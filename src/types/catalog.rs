//! Static registry of every type a declarative tree may name.
//!
//! Nothing is discovered at runtime: built-in types are registered by
//! [`TypeCatalog::with_builtins`] and applications add their own with
//! [`TypeCatalog::register`] before resolution starts.

use super::{Constructor, TypeDescriptor, TypeKind, TypeRef, default_value, handler};
use crate::cache::PerpetualCache;
use crate::datasource::{PooledDataSourceFactory, UnpooledDataSourceFactory};
use crate::error::{SqlMapError, SqlMapResult};
use crate::io::DefaultVfs;
use crate::logging::{NoLogging, TracingLog};
use crate::mapping::VendorDatabaseIdProvider;
use crate::mapping::language::{RawLanguageDriver, XmlLanguageDriver};
use crate::plugin::TracingInterceptor;
use crate::reflection::{DefaultObjectFactory, DefaultObjectWrapperFactory, DefaultReflectorFactory};
use crate::transaction::{JdbcTransactionFactory, ManagedTransactionFactory};
use std::any::Any;
use std::collections::{BTreeMap, HashMap};

/// Qualified names of the built-in non-scalar value types.
pub mod names {
    pub const STRING: &str = "String";
    pub const OBJECT: &str = "std::any::Any";
    pub const DATE: &str = "std::time::SystemTime";
    pub const DECIMAL: &str = "Decimal";
    pub const BIG_INTEGER: &str = "BigInt";
    pub const MAP: &str = "std::collections::HashMap";
    pub const LIST: &str = "Vec";
    pub const ITERATOR: &str = "std::iter::Iterator";
    pub const RESULT_SET: &str = "sqlx::any::AnyRow";
}

/// Name -> type table, ordered by qualified name.
#[derive(Debug, Clone, Default)]
pub struct TypeCatalog {
    types: BTreeMap<String, TypeRef>,
}

impl TypeCatalog {
    /// An empty catalog.
    pub fn new() -> Self {
        Self::default()
    }

    /// A catalog holding the scalar, collection and component types shipped with the crate.
    pub fn with_builtins() -> Self {
        let mut catalog = Self::new();
        for descriptor in builtin_value_types()
            .into_iter()
            .chain(builtin_component_types())
            .chain(handler::builtin_handlers())
        {
            catalog.insert(descriptor);
        }
        catalog
    }

    /// Add an application type. Registering a name twice is an error.
    pub fn register(&mut self, descriptor: TypeDescriptor) -> SqlMapResult<TypeRef> {
        if self.types.contains_key(descriptor.name()) {
            return Err(SqlMapError::already_registered("Type", descriptor.name()));
        }
        Ok(self.insert(descriptor))
    }

    fn insert(&mut self, descriptor: TypeDescriptor) -> TypeRef {
        let ty = descriptor.into_ref();
        self.types.insert(ty.name().to_string(), ty.clone());
        ty
    }

    pub fn get(&self, name: &str) -> Option<TypeRef> {
        self.types.get(name).cloned()
    }

    /// Load a type by qualified name.
    pub fn load(&self, name: &str) -> SqlMapResult<TypeRef> {
        self.get(name)
            .ok_or_else(|| SqlMapError::unresolved_type(name))
    }

    /// Concrete, top-level types below `scope` that are assignable to `bound`, by name.
    pub fn scan(&self, scope: &str, bound: TypeKind) -> Vec<TypeRef> {
        let prefix = format!("{}::", scope.trim_end_matches("::"));
        self.types
            .range(prefix.clone()..)
            .take_while(|(name, _)| name.starts_with(&prefix))
            .map(|(_, ty)| ty)
            .filter(|ty| !ty.is_abstract() && !ty.is_nested() && ty.is_assignable_to(bound))
            .cloned()
            .collect()
    }

    pub fn len(&self) -> usize {
        self.types.len()
    }

    pub fn is_empty(&self) -> bool {
        self.types.is_empty()
    }
}

fn value<T: Default + Any + Send>(name: &str) -> TypeDescriptor {
    TypeDescriptor::new(name, TypeKind::Value).with_constructor(Constructor::Value(default_value::<T>))
}

fn builtin_value_types() -> Vec<TypeDescriptor> {
    let mut out = vec![
        value::<String>(names::STRING),
        TypeDescriptor::new(names::OBJECT, TypeKind::Object).abstract_type(),
        TypeDescriptor::new(names::DATE, TypeKind::Value),
        TypeDescriptor::new(names::DECIMAL, TypeKind::Value),
        TypeDescriptor::new(names::BIG_INTEGER, TypeKind::Value),
        value::<HashMap<String, Box<dyn Any + Send>>>(names::MAP),
        TypeDescriptor::new(names::LIST, TypeKind::Collection)
            .with_constructor(Constructor::Value(default_value::<Vec<Box<dyn Any + Send>>>)),
        TypeDescriptor::new(names::ITERATOR, TypeKind::Value).abstract_type(),
        TypeDescriptor::new(names::RESULT_SET, TypeKind::Value),
    ];
    for element in [names::DATE, names::DECIMAL, names::BIG_INTEGER, names::OBJECT] {
        out.push(TypeDescriptor::new(format!("Vec<{}>", element), TypeKind::Value));
    }

    macro_rules! scalars {
        ($($t:ident),+) => {
            $(
                out.push(value::<Option<$t>>(concat!("Option<", stringify!($t), ">")));
                out.push(value::<$t>(stringify!($t)));
                out.push(value::<Vec<Option<$t>>>(concat!("Vec<Option<", stringify!($t), ">>")));
                out.push(value::<Vec<$t>>(concat!("Vec<", stringify!($t), ">")));
            )+
        };
    }
    scalars!(i8, i16, i32, i64, f32, f64, bool);
    out
}

fn builtin_component_types() -> Vec<TypeDescriptor> {
    vec![
        JdbcTransactionFactory::descriptor(),
        ManagedTransactionFactory::descriptor(),
        PooledDataSourceFactory::descriptor(),
        UnpooledDataSourceFactory::descriptor(),
        PerpetualCache::descriptor(),
        VendorDatabaseIdProvider::descriptor(),
        XmlLanguageDriver::descriptor(),
        RawLanguageDriver::descriptor(),
        TracingLog::descriptor(),
        NoLogging::descriptor(),
        DefaultVfs::descriptor(),
        DefaultObjectFactory::descriptor(),
        DefaultObjectWrapperFactory::descriptor(),
        DefaultReflectorFactory::descriptor(),
        TracingInterceptor::descriptor(),
    ]
}

#[cfg(test)]
mod tests {
    use super::*;

    #[test]
    fn test_load_builtin_and_unknown() {
        let catalog = TypeCatalog::with_builtins();
        assert_eq!(catalog.load("i32").unwrap().kind(), TypeKind::Value);
        assert!(catalog.load(JdbcTransactionFactory::TYPE_NAME).is_ok());

        let err = catalog.load("app::Missing").unwrap_err();
        assert!(matches!(err, SqlMapError::UnresolvedType { ref name } if name == "app::Missing"));
    }

    #[test]
    fn test_register_twice_fails() {
        let mut catalog = TypeCatalog::new();
        catalog
            .register(TypeDescriptor::new("app::model::Blog", TypeKind::Model))
            .unwrap();
        let err = catalog
            .register(TypeDescriptor::new("app::model::Blog", TypeKind::Model))
            .unwrap_err();
        assert!(matches!(err, SqlMapError::AlreadyRegistered { .. }));
    }

    #[test]
    fn test_scan_filters_scope_kind_and_shape() {
        let mut catalog = TypeCatalog::new();
        for ty in [
            TypeDescriptor::new("app::model::Blog", TypeKind::Model),
            TypeDescriptor::new("app::model::Author", TypeKind::Model),
            TypeDescriptor::new("app::model::Entity", TypeKind::Model).abstract_type(),
            TypeDescriptor::new("app::model::Blog::Draft", TypeKind::Model).nested(),
            TypeDescriptor::new("app::model::audit::Entry", TypeKind::Model),
            TypeDescriptor::new("app::modeling::Tool", TypeKind::Model),
            TypeDescriptor::new("app::model::BlogCache", TypeKind::Cache),
        ] {
            catalog.register(ty).unwrap();
        }

        let names: Vec<_> = catalog
            .scan("app::model", TypeKind::Model)
            .iter()
            .map(|t| t.name().to_string())
            .collect();
        assert_eq!(
            names,
            vec!["app::model::Author", "app::model::Blog", "app::model::audit::Entry"]
        );

        let everything = catalog.scan("app::model", TypeKind::Object);
        assert_eq!(everything.len(), 4);
    }
}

» **Exercise description**:
Every line of the data above is to be copied out exactly.

» **Reply**:
filename src/types/catalog.rs
//! Static registry of every type a declarative tree may name.
//!
//! Nothing is discovered at runtime: built-in types are registered by
//! [`TypeCatalog::with_builtins`] and applications add their own with
//! [`TypeCatalog::register`] before resolution starts.

use super::{Constructor, TypeDescriptor, TypeKind, TypeRef, default_value, handler};
use crate::cache::PerpetualCache;
use crate::datasource::{PooledDataSourceFactory, UnpooledDataSourceFactory};
use crate::error::{SqlMapError, SqlMapResult};
use crate::io::DefaultVfs;
use crate::logging::{NoLogging, TracingLog};
use crate::mapping::VendorDatabaseIdProvider;
use crate::mapping::language::{RawLanguageDriver, XmlLanguageDriver};
use crate::plugin::TracingInterceptor;
use crate::reflection::{DefaultObjectFactory, DefaultObjectWrapperFactory, DefaultReflectorFactory};
use crate::transaction::{JdbcTransactionFactory, ManagedTransactionFactory};
use std::any::Any;
use std::collections::{BTreeMap, HashMap};

/// Qualified names of the built-in non-scalar value types.
pub mod names {
    pub const STRING: &str = "String";
    pub const OBJECT: &str = "std::any::Any";
    pub const DATE: &str = "std::time::SystemTime";
    pub const DECIMAL: &str = "Decimal";
    pub const BIG_INTEGER: &str = "BigInt";
    pub const MAP: &str = "std::collections::HashMap";
    pub const LIST: &str = "Vec";
    pub const ITERATOR: &str = "std::iter::Iterator";
    pub const RESULT_SET: &str = "sqlx::any::AnyRow";
}

/// Name -> type table, ordered by qualified name.
#[derive(Debug, Clone, Default)]
pub struct TypeCatalog {
    types: BTreeMap<String, TypeRef>,
}

impl TypeCatalog {
    /// An empty catalog.
    pub fn new() -> Self {
        Self::default()
    }

    /// A catalog holding the scalar, collection and component types shipped with the crate.
    pub fn with_builtins() -> Self {
        let mut catalog = Self::new();
        for descriptor in builtin_value_types()
            .into_iter()
            .chain(builtin_component_types())
            .chain(handler::builtin_handlers())
        {
            catalog.insert(descriptor);
        }
        catalog
    }

    /// Add an application type. Registering a name twice is an error.
    pub fn register(&mut self, descriptor: TypeDescriptor) -> SqlMapResult<TypeRef> {
        if self.types.contains_key(descriptor.name()) {
            return Err(SqlMapError::already_registered("Type", descriptor.name()));
        }
        Ok(self.insert(descriptor))
    }

    fn insert(&mut self, descriptor: TypeDescriptor) -> TypeRef {
        let ty = descriptor.into_ref();
        self.types.insert(ty.name().to_string(), ty.clone());
        ty
    }

    pub fn get(&self, name: &str) -> Option<TypeRef> {
        self.types.get(name).cloned()
    }

    /// Load a type by qualified name.
    pub fn load(&self, name: &str) -> SqlMapResult<TypeRef> {
        self.get(name)
            .ok_or_else(|| SqlMapError::unresolved_type(name))
    }

    /// Concrete, top-level types below `scope` that are assignable to `bound`, by name.
    pub fn scan(&self, scope: &str, bound: TypeKind) -> Vec<TypeRef> {
        let prefix = format!("{}::", scope.trim_end_matches("::"));
        self.types
            .range(prefix.clone()..)
            .take_while(|(name, _)| name.starts_with(&prefix))
            .map(|(_, ty)| ty)
            .filter(|ty| !ty.is_abstract() && !ty.is_nested() && ty.is_assignable_to(bound))
            .cloned()
            .collect()
    }

    pub fn len(&self) -> usize {
        self.types.len()
    }

    pub fn is_empty(&self) -> bool {
        self.types.is_empty()
    }
}

fn value<T: Default + Any + Send>(name: &str) -> TypeDescriptor {
    TypeDescriptor::new(name, TypeKind::Value).with_constructor(Constructor::Value(default_value::<T>))
}

fn builtin_value_types() -> Vec<TypeDescriptor> {
    let mut out = vec![
        value::<String>(names::STRING),
        TypeDescriptor::new(names::OBJECT, TypeKind::Object).abstract_type(),
        TypeDescriptor::new(names::DATE, TypeKind::Value),
        TypeDescriptor::new(names::DECIMAL, TypeKind::Value),
        TypeDescriptor::new(names::BIG_INTEGER, TypeKind::Value),
        value::<HashMap<String, Box<dyn Any + Send>>>(names::MAP),
        TypeDescriptor::new(names::LIST, TypeKind::Collection)
            .with_constructor(Constructor::Value(default_value::<Vec<Box<dyn Any + Send>>>)),
        TypeDescriptor::new(names::ITERATOR, TypeKind::Value).abstract_type(),
        TypeDescriptor::new(names::RESULT_SET, TypeKind::Value),
    ];
    for element in [names::DATE, names::DECIMAL, names::BIG_INTEGER, names::OBJECT] {
        out.push(TypeDescriptor::new(format!("Vec<{}>", element), TypeKind::Value));
    }

    macro_rules! scalars {
        ($($t:ident),+) => {
            $(
                out.push(value::<Option<$t>>(concat!("Option<", stringify!($t), ">")));
                out.push(value::<$t>(stringify!($t)));
                out.push(value::<Vec<Option<$t>>>(concat!("Vec<Option<", stringify!($t), ">>")));
                out.push(value::<Vec<$t>>(concat!("Vec<", stringify!($t), ">")));
            )+
        };
    }
    scalars!(i8, i16, i32, i64, f32, f64, bool);
    out
}

fn builtin_component_types() -> Vec<TypeDescriptor> {
    vec![
        JdbcTransactionFactory::descriptor(),
        ManagedTransactionFactory::descriptor(),
        PooledDataSourceFactory::descriptor(),
        UnpooledDataSourceFactory::descriptor(),
        PerpetualCache::descriptor(),
        VendorDatabaseIdProvider::descriptor(),
        XmlLanguageDriver::descriptor(),
        RawLanguageDriver::descriptor(),
        TracingLog::descriptor(),
        NoLogging::descriptor(),
        DefaultVfs::descriptor(),
        DefaultObjectFactory::descriptor(),
        DefaultObjectWrapperFactory::descriptor(),
        DefaultReflectorFactory::descriptor(),
        TracingInterceptor::descriptor(),
    ]
}

#[cfg(test)]
mod tests {
    use super::*;

    #[test]
    fn test_load_builtin_and_unknown() {
        let catalog = TypeCatalog::with_builtins();
        assert_eq!(catalog.load("i32").unwrap().kind(), TypeKind::Value);
        assert!(catalog.load(JdbcTransactionFactory::TYPE_NAME).is_ok());

        let err = catalog.load("app::Missing").unwrap_err();
        assert!(matches!(err, SqlMapError::UnresolvedType { ref name } if name == "app::Missing"));
    }

    #[test]
    fn test_register_twice_fails() {
        let mut catalog = TypeCatalog::new();
        catalog
            .register(TypeDescriptor::new("app::model::Blog", TypeKind::Model))
            .unwrap();
        let err = catalog
            .register(TypeDescriptor::new("app::model::Blog", TypeKind::Model))
            .unwrap_err();
        assert!(matches!(err, SqlMapError::AlreadyRegistered { .. }));
    }

    #[test]
    fn test_scan_filters_scope_kind_and_shape() {
        let mut catalog = TypeCatalog::new();
        for ty in [
            TypeDescriptor::new("app::model::Blog", TypeKind::Model),
            TypeDescriptor::new("app::model::Author", TypeKind::Model),
            TypeDescriptor::new("app::model::Entity", TypeKind::Model).abstract_type(),
            TypeDescriptor::new("app::model::Blog::Draft", TypeKind::Model).nested(),
            TypeDescriptor::new("app::model::audit::Entry", TypeKind::Model),
            TypeDescriptor::new("app::modeling::Tool", TypeKind::Model),
            TypeDescriptor::new("app::model::BlogCache", TypeKind::Cache),
        ] {
            catalog.register(ty).unwrap();
        }

        let names: Vec<_> = catalog
            .scan("app::model", TypeKind::Model)
            .iter()
            .map(|t| t.name().to_string())
            .collect();
        assert_eq!(
            names,
            vec!["app::model::Author", "app::model::Blog", "app::model::audit::Entry"]
        );

        let everything = catalog.scan("app::model", TypeKind::Object);
        assert_eq!(everything.len(), 4);
    }
}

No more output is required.